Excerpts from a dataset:
::::::::::
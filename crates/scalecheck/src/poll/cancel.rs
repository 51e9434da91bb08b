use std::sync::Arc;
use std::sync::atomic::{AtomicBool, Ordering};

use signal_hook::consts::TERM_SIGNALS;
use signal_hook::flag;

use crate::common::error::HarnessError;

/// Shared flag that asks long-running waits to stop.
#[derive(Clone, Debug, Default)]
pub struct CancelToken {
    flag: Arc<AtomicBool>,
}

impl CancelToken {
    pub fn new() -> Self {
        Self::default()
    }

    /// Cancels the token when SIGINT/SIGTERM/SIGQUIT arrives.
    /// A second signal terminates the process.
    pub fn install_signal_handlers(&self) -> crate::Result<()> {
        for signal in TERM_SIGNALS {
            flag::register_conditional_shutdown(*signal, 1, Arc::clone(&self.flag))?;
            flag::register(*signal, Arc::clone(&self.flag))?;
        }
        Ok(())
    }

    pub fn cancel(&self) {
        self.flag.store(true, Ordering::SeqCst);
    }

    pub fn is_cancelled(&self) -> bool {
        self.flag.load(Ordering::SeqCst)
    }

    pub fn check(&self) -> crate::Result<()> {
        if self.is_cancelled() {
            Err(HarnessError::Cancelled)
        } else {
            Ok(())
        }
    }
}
::::::::::
Work instruction >>
Word for word, write out the data.

Problem solution >>
filename crates/scalecheck/src/poll/cancel.rs
repository 51e9434da91bb08b
use std::sync::Arc;
use std::sync::atomic::{AtomicBool, Ordering};

use signal_hook::consts::TERM_SIGNALS;
use signal_hook::flag;

use crate::common::error::HarnessError;

/// Shared flag that asks long-running waits to stop.
#[derive(Clone, Debug, Default)]
pub struct CancelToken {
    flag: Arc<AtomicBool>,
}

impl CancelToken {
    pub fn new() -> Self {
        Self::default()
    }

    /// Cancels the token when SIGINT/SIGTERM/SIGQUIT arrives.
    /// A second signal terminates the process.
    pub fn install_signal_handlers(&self) -> crate::Result<()> {
        for signal in TERM_SIGNALS {
            flag::register_conditional_shutdown(*signal, 1, Arc::clone(&self.flag))?;
            flag::register(*signal, Arc::clone(&self.flag))?;
        }
        Ok(())
    }

    pub fn cancel(&self) {
        self.flag.store(true, Ordering::SeqCst);
    }

    pub fn is_cancelled(&self) -> bool {
        self.flag.load(Ordering::SeqCst)
    }

    pub fn check(&self) -> crate::Result<()> {
        if self.is_cancelled() {
            Err(HarnessError::Cancelled)
        } else {
            Ok(())
        }
    }
}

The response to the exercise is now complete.